Paper
9 April 2007 A Bayesian framework for ATR decision-level fusion experiments
Douglas R. Morgan, Timothy D. Ross
Author Affiliations +
Abstract
The US Air Force Research Laboratory (AFRL) Fusion for Identifying Targets Experiment (FITE) program aims to determine the benefits of decision-level fusion (DLF) of Automatic Target Recognition (ATR) products. This paper describes the Bayesian framework used to characterize the trade-space for DLF approaches and applications. The overall fusion context is represented as a Bayesian network and the fusion algorithms use Bayesian probability computations.

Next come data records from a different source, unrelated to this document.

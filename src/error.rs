//! Error types for columnar file reading

use std::io;
use thiserror::Error;

/// Errors raised while decoding on-disk structures
#[derive(Debug, Error)]
pub enum FormatError {
    /// Structurally invalid footer, stripe footer, or skip list
    #[error("Corrupt format: {0}")]
    Corrupt(String),
    /// A decode cursor ran past a buffer's declared length
    #[error("Insufficient data: {0}")]
    InsufficientData(String),
    /// Invalid magic bytes in the postscript
    #[error("Invalid magic bytes: expected 'STRP', found {0:?}")]
    InvalidMagic([u8; 4]),
    /// Unknown format version
    #[error("Unsupported format version: {0}")]
    UnsupportedVersion(u8),
}

/// Errors raised by decompression
#[derive(Debug, Error)]
pub enum CodecError {
    /// Compression tag not defined by the format
    #[error("Unknown compression tag: {0}")]
    UnknownTag(u8),
    /// Codec known but not compiled in
    #[error("Unsupported codec: {0}")]
    UnsupportedCodec(String),
    /// Decompression failed
    #[error("Decompression error: {0}")]
    Decompression(String),
    /// Decompressed payload failed checksum validation
    #[error("Checksum mismatch: expected {expected:#010x}, found {found:#010x}")]
    ChecksumMismatch { expected: u32, found: u32 },
}

/// Errors raised by byte-range sources
#[derive(Debug, Error)]
pub enum SourceError {
    /// File system error
    #[error("File system error: {0}")]
    FileSystem(String),
    /// IO error
    #[error("IO error: {0}")]
    Io(#[from] io::Error),
    /// Path not found
    #[error("Not found: {0}")]
    NotFound(String),
    /// Permission denied
    #[error("Permission denied: {0}")]
    PermissionDenied(String),
    /// A range read returned fewer bytes than requested
    #[error("Short read at offset {offset}: requested {requested} bytes, got {returned}")]
    ShortRead {
        offset: u64,
        requested: usize,
        returned: usize,
    },
}

/// Top-level reader error type
#[derive(Debug, Error)]
pub enum ReaderError {
    /// Source error
    #[error("Source error: {0}")]
    Source(#[from] SourceError),

    /// Format error
    #[error("Format error: {0}")]
    Format(#[from] FormatError),

    /// Codec error
    #[error("Codec error: {0}")]
    Codec(#[from] CodecError),

    /// Postscript or footer failed its length validation
    #[error("Invalid footer: {0}")]
    InvalidFooter(String),

    /// A stripe claims more columns than the table has
    #[error("Schema mismatch: stripe has {stripe_columns} columns, table has {table_columns}")]
    SchemaMismatch {
        stripe_columns: usize,
        table_columns: usize,
    },

    /// A schema-added column's default is not a reducible constant
    #[error("Unsupported default for column {column}: {message}")]
    UnsupportedDefault { column: usize, message: String },

    /// A projected column name does not exist in the table
    #[error("Unknown column: {0}")]
    UnknownColumn(String),

    /// Configuration error
    #[error("Configuration error: {0}")]
    Configuration(String),
}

Bayesian networks conveniently organize the large sets of random variables and distributions appearing in fusion system models, including models of operating conditions, prior knowledge, ATR performance, and fusion algorithms. The relationship between fuser performance and these models may be analytically stated (the FITE equation), but must be solved via stochastic system modeling and Monte Carlo simulation. A key element of the DLF trade-space is the degree to which the various models depend on ATR operating conditions, since these will determine the fuser's complexity and performance and will suggest new requirements on source ATRs.
© (2007) COPYRIGHT Society of Photo-Optical Instrumentation Engineers (SPIE). Downloading of the abstract is permitted for personal use only.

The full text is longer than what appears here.